Brachycephalic (flat-faced) breeds are increasingly popular despite a significantly shortened lifespan and severe breed-related health problems including brachycephalic obstructive airway syndrome (BOAS), eye, skin and spinal problems, difficulty giving birth and high risk of heat related illness. The tendency to prioritise aesthetics over health is a concerning animal welfare trend. This study investigated ‘breed loyalty’, that is positive attitudes towards a specific breed leading an owner to want to buy that breed again in the future and recommend others do the same.

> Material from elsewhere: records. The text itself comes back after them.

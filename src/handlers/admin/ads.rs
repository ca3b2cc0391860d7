//! Admin moderation of ads.

use actix_web::{HttpResponse, web};
use serde::{Deserialize, Serialize};
use sqlx::FromRow;
use uuid::Uuid;

use crate::{
    AppState,
    auth_middleware::AuthMiddleware,
    error::{ApiError, ApiResult},
    handlers::{
        admin::{guard::admin_guard, window},
        data::AdStatusRequest,
    },
    models::{AD_COLUMNS, Ad, AdStatus},
};

/// An ad with the owner's contact details, as moderators see it.
#[derive(Debug, Serialize, FromRow)]
pub struct AdminAd {
    #[sqlx(flatten)]
    #[serde(flatten)]
    pub ad: Ad,
    pub owner_name: String,
    pub owner_email: String,
}

#[derive(Debug, Deserialize)]
pub struct AdminAdsQuery {
    pub status: Option<String>,
    pub limit: Option<i64>,
    pub offset: Option<i64>,
}

/// `GET /api/admin/ads?status=&limit=&offset=`
#[tracing::instrument(skip(user, app_state), fields(user_id = %user.id))]
pub async fn get_ads(
    user: AuthMiddleware,
    app_state: web::Data<AppState>,
    web::Query(query): web::Query<AdminAdsQuery>,
) -> ApiResult<HttpResponse> {
    if let Err(resp) = admin_guard(&user) {
        return Ok(resp);
    }

    let status = match query.status.as_deref().map(str::trim).filter(|s| !s.is_empty()) {
        Some(raw) => Some(
            AdStatus::parse(raw).ok_or_else(|| ApiError::bad_request(format!("Unknown status: {raw}")))?,
        ),
        None => None,
    };
    let (limit, offset) = window(query.limit, query.offset);

    let sql = format!(
        "SELECT {AD_COLUMNS}, u.name AS owner_name, u.email AS owner_email \
         FROM ads a JOIN users u ON u.id = a.owner_id \
         WHERE ($1::TEXT IS NULL OR a.status = $1) \
         ORDER BY a.created_at DESC LIMIT $2 OFFSET $3"
    );
    let ads = sqlx::query_as::<_, AdminAd>(&sql)
        .bind(status.map(|s| s.as_str()))
        .bind(limit)
        .bind(offset)
        .fetch_all(app_state.db.as_ref())
        .await?;

    Ok(HttpResponse::Ok().json(ads))
}

/// `PUT /api/admin/ads/{id}/status`
#[tracing::instrument(skip(user, app_state, payload), fields(user_id = %user.id, status = %payload.status))]
pub async fn put_ad_status(
    user: AuthMiddleware,
    app_state: web::Data<AppState>,
    path: web::Path<Uuid>,
    payload: web::Json<AdStatusRequest>,
) -> ApiResult<HttpResponse> {
    if let Err(resp) = admin_guard(&user) {
        return Ok(resp);
    }

    let ad_id = path.into_inner();
    let result = sqlx::query("UPDATE ads SET status = $2, updated_at = NOW() WHERE id = $1")
        .bind(ad_id)
        .bind(payload.status.as_str())
        .execute(app_state.db.as_ref())
        .await?;

    if result.rows_affected() == 0 {
        return Err(ApiError::not_found("Ad not found"));
    }

    tracing::info!(ad_id = %ad_id, status = %payload.status, "Ad status changed by admin");
    Ok(HttpResponse::Ok().json(serde_json::json!({ "message": "Status updated" })))
}
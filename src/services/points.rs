//! Points ledger.
//!
//! Balances live on `users.points` (never negative, enforced by a CHECK
//! constraint) and every movement is written to `point_transactions` in the
//! same database transaction as the balance change.

use serde::Serialize;
use sqlx::{PgConnection, PgPool};
use uuid::Uuid;

use crate::{
    AppState,
    error::{ApiError, ApiResult},
    models::{PointTransaction, TRANSACTION_COLUMNS, TransactionKind},
    services::{ChatEvent, NotificationKind},
};

/// Ledger entries returned by the history endpoint.
pub const HISTORY_LIMIT: i64 = 100;

/// Result of a completed transfer.
#[derive(Debug, Serialize)]
pub struct TransferReceipt {
    pub transaction: PointTransaction,
    pub new_balance: i64,
}

/// Public view of a balance.
#[derive(Debug, Serialize, sqlx::FromRow)]
pub struct PublicPoints {
    pub user_id: Uuid,
    pub name: String,
    pub points: i64,
}

/// Rejects transfers that could never succeed, before touching the database.
pub fn validate_transfer(from: Uuid, to: Uuid, amount: i64) -> ApiResult<()> {
    if amount <= 0 {
        return Err(ApiError::bad_request("Amount must be greater than zero"));
    }
    if from == to {
        return Err(ApiError::bad_request("Cannot transfer points to yourself"));
    }
    Ok(())
}

pub struct PointsService;

impl PointsService {
    /// Adds `amount` to a balance and returns the new balance.
    pub async fn credit(conn: &mut PgConnection, user_id: Uuid, amount: i64) -> ApiResult<i64> {
        let balance: Option<i64> =
            sqlx::query_scalar("UPDATE users SET points = points + $1 WHERE id = $2 RETURNING points")
                .bind(amount)
                .bind(user_id)
                .fetch_optional(&mut *conn)
                .await?;
        balance.ok_or_else(|| ApiError::not_found("User not found"))
    }

    /// Subtracts `amount` only if the balance covers it. `None` means it did not.
    pub async fn debit(
        conn: &mut PgConnection,
        user_id: Uuid,
        amount: i64,
    ) -> ApiResult<Option<i64>> {
        let balance: Option<i64> = sqlx::query_scalar(
            "UPDATE users SET points = points - $1 WHERE id = $2 AND points >= $1 RETURNING points",
        )
        .bind(amount)
        .bind(user_id)
        .fetch_optional(&mut *conn)
        .await?;
        Ok(balance)
    }

    /// Appends a ledger row. `None` on either side is the system.
    pub async fn record(
        conn: &mut PgConnection,
        from_user_id: Option<Uuid>,
        to_user_id: Option<Uuid>,
        amount: i64,
        kind: TransactionKind,
        note: Option<&str>,
    ) -> ApiResult<PointTransaction> {
        let sql = format!(
            "INSERT INTO point_transactions (id, from_user_id, to_user_id, amount, kind, note) \
             VALUES ($1, $2, $3, $4, $5, $6) RETURNING {TRANSACTION_COLUMNS}"
        );
        let tx = sqlx::query_as::<_, PointTransaction>(&sql)
            .bind(Uuid::new_v4())
            .bind(from_user_id)
            .bind(to_user_id)
            .bind(amount)
            .bind(kind.as_str())
            .bind(note)
            .fetch_one(&mut *conn)
            .await?;
        Ok(tx)
    }

    /// Moves points between two users atomically and notifies both.
    ///
    /// Both rows are locked in id order so concurrent opposite transfers
    /// cannot deadlock.
    pub async fn transfer(
        state: &AppState,
        from: Uuid,
        to: Uuid,
        amount: i64,
        note: Option<&str>,
    ) -> ApiResult<TransferReceipt> {
        validate_transfer(from, to, amount)?;

        let mut tx = state.db.begin().await?;

        let locked: Vec<(Uuid, String)> = sqlx::query_as(
            "SELECT id, name FROM users WHERE id = ANY($1) ORDER BY id FOR UPDATE",
        )
        .bind(vec![from, to])
        .fetch_all(&mut *tx)
        .await?;

        let Some((_, recipient_name)) = locked.iter().find(|(id, _)| *id == to).cloned() else {
            return Err(ApiError::not_found("Recipient not found"));
        };
        let Some((_, sender_name)) = locked.iter().find(|(id, _)| *id == from).cloned() else {
            return Err(ApiError::not_found("User not found"));
        };

        let new_balance = Self::debit(&mut tx, from, amount)
            .await?
            .ok_or_else(|| ApiError::bad_request("Insufficient points"))?;
        Self::credit(&mut tx, to, amount).await?;
        let transaction =
            Self::record(&mut tx, Some(from), Some(to), amount, TransactionKind::Transfer, note)
                .await?;

        tx.commit().await?;

        tracing::info!(
            from_user_id = %from,
            to_user_id = %to,
            amount,
            transaction_id = %transaction.id,
            "Points transferred"
        );

        state.chat.publish(
            to,
            ChatEvent::Notification {
                kind: NotificationKind::PointsReceived,
                text: format!("{sender_name} sent you {amount} points"),
                ad_id: None,
                from_user_id: Some(from),
            },
        );
        state.chat.publish(
            from,
            ChatEvent::Notification {
                kind: NotificationKind::PointsSent,
                text: format!("You sent {amount} points to {recipient_name}"),
                ad_id: None,
                from_user_id: None,
            },
        );

        Ok(TransferReceipt { transaction, new_balance })
    }

    /// Credits points from the system on behalf of an admin.
    pub async fn admin_grant(
        pool: &PgPool,
        admin_id: Uuid,
        user_id: Uuid,
        amount: i64,
        note: Option<&str>,
    ) -> ApiResult<TransferReceipt> {
        if amount <= 0 {
            return Err(ApiError::bad_request("Amount must be greater than zero"));
        }

        let mut tx = pool.begin().await?;
        let new_balance = Self::credit(&mut tx, user_id, amount).await?;
        let transaction =
            Self::record(&mut tx, None, Some(user_id), amount, TransactionKind::AdminGrant, note)
                .await?;
        tx.commit().await?;

        tracing::info!(admin_id = %admin_id, user_id = %user_id, amount, "Admin granted points");
        Ok(TransferReceipt { transaction, new_balance })
    }

    pub async fn balance(pool: &PgPool, user_id: Uuid) -> ApiResult<i64> {
        let points: Option<i64> = sqlx::query_scalar("SELECT points FROM users WHERE id = $1")
            .bind(user_id)
            .fetch_optional(pool)
            .await?;
        points.ok_or_else(|| ApiError::not_found("User not found"))
    }

    pub async fn public_points(pool: &PgPool, user_id: Uuid) -> ApiResult<PublicPoints> {
        sqlx::query_as::<_, PublicPoints>(
            "SELECT id AS user_id, name, points FROM users WHERE id = $1",
        )
        .bind(user_id)
        .fetch_optional(pool)
        .await?
        .ok_or_else(|| ApiError::not_found("User not found"))
    }

    /// Entries sent or received by `user_id`, newest first.
    pub async fn history(pool: &PgPool, user_id: Uuid) -> ApiResult<Vec<PointTransaction>> {
        let sql = format!(
            "SELECT {TRANSACTION_COLUMNS} FROM point_transactions \
             WHERE from_user_id = $1 OR to_user_id = $1 \
             ORDER BY created_at DESC LIMIT $2"
        );
        let rows = sqlx::query_as::<_, PointTransaction>(&sql)
            .bind(user_id)
            .bind(HISTORY_LIMIT)
            .fetch_all(pool)
            .await?;
        Ok(rows)
    }
}

#[cfg(test)]
mod tests {
    use super::*;

    #[test]
    fn transfer_rules() {
        let (a, b) = (Uuid::new_v4(), Uuid::new_v4());
        assert!(validate_transfer(a, b, 10).is_ok());

        let err = validate_transfer(a, b, 0).unwrap_err();
        assert_eq!(err.to_string(), "Amount must be greater than zero");
        assert!(validate_transfer(a, b, -5).is_err());

        let err = validate_transfer(a, a, 10).unwrap_err();
        assert_eq!(err.to_string(), "Cannot transfer points to yourself");
    }
}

Owners of pugs (n= 789), French bulldogs (n=741) and bulldogs (n =638), predominantly from the UK, USA and Canada, were sampled via online forums and social media. Despite many of the dogs having severe health problems, the majority of owners would still buy the breed again. The majority (93%) of participants would choose to own their current breed again (reacquisition desire) in the future and 65.5% would recommend their current breed to a first-time dog owner. Breed loyalty was associated with beliefs about positive behavioural traits, entertainment value, lifestyle factors and emotional closeness. Very low proportions of owners appeared concerned by breeding practices and health problems. The authors suggest that brachycephalic dog owners’ understanding of what is normal dog function may be skewed. For example, increased breathing noise was perceived as ‘funny’ or ‘cute’ rather than indicative of BOAS, a significant health problem.
Odds of reacquisition decreased with expense of ownership, maintenance requirements, undesirable behaviours, increasing awareness of BOAS and number of conformation-related surgeries. The authors recommend that information about the drivers and barriers to brachycephalic dog acquisition and breed loyalty be incorporated in behavioural change programs.
Packer RMA, O’Neill DG, Fletcher F et al (2020) Come for the looks, stay for the personality? A mixed methods investigation of reacquisition and owner recommendation of Bulldogs, French Bulldogs and Pugs. PLoS ONE 15(8), e0237276.